(Source material begins)

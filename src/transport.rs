//! Cross-window plumbing between the app and a wallet popup.
//!
//! The host feeds every inbound window message into a [`MessageRouter`]. The
//! router keeps a single route: one origin, one subscriber. Messages from any
//! other origin are dropped.

use std::sync::{Arc, Mutex, MutexGuard};

use serde_json::Value;
use tokio::sync::mpsc;
use tracing::debug;
use url::{Origin, Url};

use crate::ConnectMessage;

/// A message as delivered by the host window
#[derive(Clone, Debug, PartialEq)]
pub struct WindowMessage {
    pub origin: String,
    pub data: Value,
}

/// Size and placement of the wallet popup
#[derive(Clone, Copy, Debug, PartialEq, Eq)]
pub struct PopupFeatures {
    pub width: u32,
    pub height: u32,
    pub left: u32,
    pub top: u32,
}

impl PopupFeatures {
    pub fn centered(screen: (u32, u32), width: u32, height: u32) -> Self {
        Self {
            width,
            height,
            left: screen.0.saturating_sub(width) / 2,
            top: screen.1.saturating_sub(height) / 2,
        }
    }

    /// `window.open` feature string
    pub fn to_feature_string(&self) -> String {
        format!(
            "popup=true,width={},height={},left={},top={}",
            self.width, self.height, self.left, self.top
        )
    }
}

/// Opens popup windows on behalf of the engine
pub trait WindowHost: Send + Sync {
    fn screen_size(&self) -> (u32, u32);

    fn open_popup(&self, features: &PopupFeatures) -> anyhow::Result<Arc<dyn PopupWindow>>;
}

pub trait PopupWindow: Send + Sync {
    fn navigate(&self, url: &str) -> anyhow::Result<()>;

    fn post_message(&self, message: &ConnectMessage, target_origin: &str) -> anyhow::Result<()>;

    fn is_closed(&self) -> bool;

    fn close(&self);
}

/// Serialized origin of `raw`, or `None` for opaque or unparsable input
pub fn normalize_origin(raw: &str) -> Option<String> {
    let url = Url::parse(raw).ok()?;
    match url.origin() {
        origin @ Origin::Tuple(..) => Some(origin.ascii_serialization()),
        Origin::Opaque(_) => None,
    }
}

struct Route {
    id: u64,
    origin: String,
    tx: mpsc::UnboundedSender<ConnectMessage>,
}

#[derive(Default)]
struct RouterState {
    next_id: u64,
    route: Option<Route>,
}

#[derive(Clone, Default)]
pub struct MessageRouter {
    state: Arc<Mutex<RouterState>>,
}

impl MessageRouter {
    pub fn new() -> Self {
        Self::default()
    }

    /// Route messages from `origin` to the returned subscription.
    ///
    /// Any earlier subscription is closed: its `recv` yields `None`.
    pub fn subscribe(&self, origin: &str) -> Subscription {
        let (tx, rx) = mpsc::unbounded_channel();
        let mut state = self.lock();
        state.next_id += 1;
        let id = state.next_id;
        if let Some(previous) = state.route.replace(Route {
            id,
            origin: origin.to_string(),
            tx,
        }) {
            debug!(previous = %previous.origin, origin, "replacing message route");
        }
        Subscription {
            id,
            origin: origin.to_string(),
            router: self.clone(),
            rx,
        }
    }

    /// Deliver a host message. Returns true if it reached a subscriber.
    pub fn dispatch(&self, message: &WindowMessage) -> bool {
        let state = self.lock();
        let Some(route) = state.route.as_ref() else {
            return false;
        };
        if message.origin != route.origin {
            debug!(origin = %message.origin, expected = %route.origin, "ignoring message from foreign origin");
            return false;
        }
        match ConnectMessage::from_value(&message.data) {
            Some(parsed) => route.tx.send(parsed).is_ok(),
            None => {
                debug!(origin = %message.origin, "ignoring unrecognised message");
                false
            }
        }
    }

    pub fn is_routing(&self) -> bool {
        self.lock().route.is_some()
    }

    fn remove(&self, id: u64) {
        let mut state = self.lock();
        if state.route.as_ref().is_some_and(|route| route.id == id) {
            state.route = None;
        }
    }

    fn lock(&self) -> MutexGuard<'_, RouterState> {
        self.state.lock().unwrap_or_else(|poisoned| poisoned.into_inner())
    }
}

/// Inbound messages from one origin; unsubscribes on drop
pub struct Subscription {
    id: u64,
    origin: String,
    router: MessageRouter,
    rx: mpsc::UnboundedReceiver<ConnectMessage>,
}

impl Subscription {
    pub fn origin(&self) -> &str {
        &self.origin
    }

    pub async fn recv(&mut self) -> Option<ConnectMessage> {
        self.rx.recv().await
    }

    pub fn unsubscribe(self) {}
}

impl Drop for Subscription {
    fn drop(&mut self) {
        self.router.remove(self.id);
    }
}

(Source material ends)

* **What the exercise asks**: Search the entries above for the string "lock". Copy each line that holds it.

* **Result for this task**:
        let mut state = self.lock();
        let state = self.lock();
        self.lock().route.is_some()
        let mut state = self.lock();
    fn lock(&self) -> MutexGuard<'_, RouterState> {
        self.state.lock().unwrap_or_else(|poisoned| poisoned.into_inner())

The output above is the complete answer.